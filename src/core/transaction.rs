// Transaction data structures (UTXO model)

use crate::core::{Hash256, hash256, Serializable};
use std::io::{Read, Cursor};
use super::serialize::{write_varint, read_count, write_var_bytes, read_var_bytes, read_array};

/// Domain tag prepended to the signing message so a spend proof can never be
/// replayed as a signature over a txid or a header.
const SIGHASH_TAG: &[u8] = b"talant-chain/spend/v1";

/// Index used by the coinbase input (it references no real output)
pub const COINBASE_INDEX: u32 = u32::MAX;

/// Transaction input - references a previous transaction output
#[derive(Debug, Clone, PartialEq, Eq, serde::Serialize, serde::Deserialize)]
pub struct TxInput {
    /// Hash of the transaction that created the output
    pub prev_tx_hash: Hash256,
    /// Index of the output in that transaction
    pub output_index: u32,
    /// Opaque ownership proof, checked by the pluggable verifier.
    /// For a coinbase it carries the block height instead.
    #[serde(with = "hex::serde")]
    pub spend_proof: Vec<u8>,
}

impl TxInput {
    /// Create an unsigned input
    pub fn new(prev_tx_hash: Hash256, output_index: u32) -> Self {
        Self {
            prev_tx_hash,
            output_index,
            spend_proof: Vec::new(),
        }
    }

    /// Create a coinbase input for the block at `height`
    pub fn coinbase(height: u64) -> Self {
        Self {
            prev_tx_hash: Hash256::zero(),
            output_index: COINBASE_INDEX,
            spend_proof: height.to_le_bytes().to_vec(),
        }
    }

    /// Check if this input references the zero hash
    pub fn is_coinbase(&self) -> bool {
        self.prev_tx_hash.is_zero()
    }

    fn write_to(&self, buf: &mut Vec<u8>, include_proof: bool) {
        buf.extend_from_slice(self.prev_tx_hash.as_bytes());
        buf.extend_from_slice(&self.output_index.to_le_bytes());
        if include_proof {
            // Writing into a Vec cannot fail
            let _ = write_var_bytes(buf, &self.spend_proof);
        }
    }

    /// Deserialize the input
    pub fn deserialize(reader: &mut dyn Read) -> Result<Self, String> {
        let prev_tx_hash = Hash256::new(read_array(reader).map_err(|e| e.to_string())?);
        let output_index = u32::from_le_bytes(read_array(reader).map_err(|e| e.to_string())?);
        let spend_proof = read_var_bytes(reader).map_err(|e| e.to_string())?;

        Ok(Self {
            prev_tx_hash,
            output_index,
            spend_proof,
        })
    }
}

/// Transaction output - amount and recipient commitment
#[derive(Debug, Clone, PartialEq, Eq, serde::Serialize, serde::Deserialize)]
pub struct TxOutput {
    /// Amount in base units
    pub amount: u64,
    /// Recipient commitment (the address string bytes)
    #[serde(with = "hex::serde")]
    pub recipient: Vec<u8>,
}

impl TxOutput {
    /// Create a new transaction output
    pub fn new(amount: u64, recipient: impl Into<Vec<u8>>) -> Self {
        Self {
            amount,
            recipient: recipient.into(),
        }
    }

    fn write_to(&self, buf: &mut Vec<u8>) {
        buf.extend_from_slice(&self.amount.to_le_bytes());
        let _ = write_var_bytes(buf, &self.recipient);
    }

    /// Deserialize the output
    pub fn deserialize(reader: &mut dyn Read) -> Result<Self, String> {
        let amount = u64::from_le_bytes(read_array(reader).map_err(|e| e.to_string())?);
        let recipient = read_var_bytes(reader).map_err(|e| e.to_string())?;

        Ok(Self {
            amount,
            recipient,
        })
    }
}

/// Transaction
#[derive(Debug, Clone, PartialEq, Eq, serde::Serialize, serde::Deserialize)]
pub struct Transaction {
    /// Transaction version
    pub version: u32,
    /// Transaction inputs
    pub inputs: Vec<TxInput>,
    /// Transaction outputs
    pub outputs: Vec<TxOutput>,
}

impl Transaction {
    /// Create a new transaction
    pub fn new(inputs: Vec<TxInput>, outputs: Vec<TxOutput>) -> Self {
        Self {
            version: 1,
            inputs,
            outputs,
        }
    }

    /// Create a coinbase transaction paying `amount` to `recipient`
    pub fn coinbase(height: u64, recipient: impl Into<Vec<u8>>, amount: u64) -> Self {
        Self {
            version: 1,
            inputs: vec![TxInput::coinbase(height)],
            outputs: vec![TxOutput::new(amount, recipient)],
        }
    }

    /// Exactly one input, referencing the zero hash
    pub fn is_coinbase(&self) -> bool {
        self.inputs.len() == 1 && self.inputs[0].is_coinbase()
    }

    /// Height embedded in a coinbase input, if any
    pub fn coinbase_height(&self) -> Option<u64> {
        if !self.is_coinbase() {
            return None;
        }
        let proof = &self.inputs[0].spend_proof;
        let bytes: [u8; 8] = proof.get(..8)?.try_into().ok()?;
        Some(u64::from_le_bytes(bytes))
    }

    /// Transaction ID: hash of the full canonical encoding, proofs included
    pub fn txid(&self) -> Hash256 {
        hash256(&self.encode(true))
    }

    /// Message the spend proofs sign. Excludes every proof field, so adding
    /// proofs does not change what was signed.
    pub fn signing_message(&self) -> Hash256 {
        let mut buf = SIGHASH_TAG.to_vec();
        buf.extend_from_slice(&self.encode(false));
        hash256(&buf)
    }

    /// Sum of outputs, `None` on overflow
    pub fn total_output_value(&self) -> Option<u64> {
        self.outputs
            .iter()
            .try_fold(0u64, |acc, out| acc.checked_add(out.amount))
    }

    fn encode(&self, include_proofs: bool) -> Vec<u8> {
        let mut buf = Vec::new();
        buf.extend_from_slice(&self.version.to_le_bytes());

        let _ = write_varint(&mut buf, self.inputs.len() as u64);
        for input in &self.inputs {
            input.write_to(&mut buf, include_proofs);
        }

        let _ = write_varint(&mut buf, self.outputs.len() as u64);
        for output in &self.outputs {
            output.write_to(&mut buf);
        }

        buf
    }

    /// Deserialize from a reader (used when decoding a block body)
    pub fn from_reader(reader: &mut dyn Read) -> Result<Self, String> {
        let version = u32::from_le_bytes(read_array(reader).map_err(|e| e.to_string())?);

        let input_count = read_count(reader).map_err(|e| e.to_string())?;
        let mut inputs = Vec::with_capacity(input_count.min(1024));
        for _ in 0..input_count {
            inputs.push(TxInput::deserialize(reader)?);
        }

        let output_count = read_count(reader).map_err(|e| e.to_string())?;
        let mut outputs = Vec::with_capacity(output_count.min(1024));
        for _ in 0..output_count {
            outputs.push(TxOutput::deserialize(reader)?);
        }

        Ok(Self {
            version,
            inputs,
            outputs,
        })
    }
}

impl Serializable for Transaction {
    fn serialize(&self) -> Vec<u8> {
        self.encode(true)
    }

    fn deserialize(data: &[u8]) -> Result<Self, String> {
        let mut cursor = Cursor::new(data);
        let tx = Self::from_reader(&mut cursor)?;
        if cursor.position() as usize != data.len() {
            return Err(format!(
                "Trailing bytes after transaction: {}",
                data.len() - cursor.position() as usize
            ));
        }
        Ok(tx)
    }
}

/// Raw hex for text interfaces
impl Transaction {
    pub fn to_hex(&self) -> String {
        hex::encode(self.serialize())
    }
}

——

What you should do: From the records above, print only the lines between the one holding "buf.extend_from_slice(&self.output_index.to_le_bytes());" and the one holding "address string bytes)", inclusive, exactly as they stand.

Solved exercise:
        buf.extend_from_slice(&self.output_index.to_le_bytes());
        if include_proof {
            // Writing into a Vec cannot fail
            let _ = write_var_bytes(buf, &self.spend_proof);
        }
    }

    /// Deserialize the input
    pub fn deserialize(reader: &mut dyn Read) -> Result<Self, String> {
        let prev_tx_hash = Hash256::new(read_array(reader).map_err(|e| e.to_string())?);
        let output_index = u32::from_le_bytes(read_array(reader).map_err(|e| e.to_string())?);
        let spend_proof = read_var_bytes(reader).map_err(|e| e.to_string())?;

        Ok(Self {
            prev_tx_hash,
            output_index,
            spend_proof,
        })
    }
}

/// Transaction output - amount and recipient commitment
#[derive(Debug, Clone, PartialEq, Eq, serde::Serialize, serde::Deserialize)]
pub struct TxOutput {
    /// Amount in base units
    pub amount: u64,
    /// Recipient commitment (the address string bytes)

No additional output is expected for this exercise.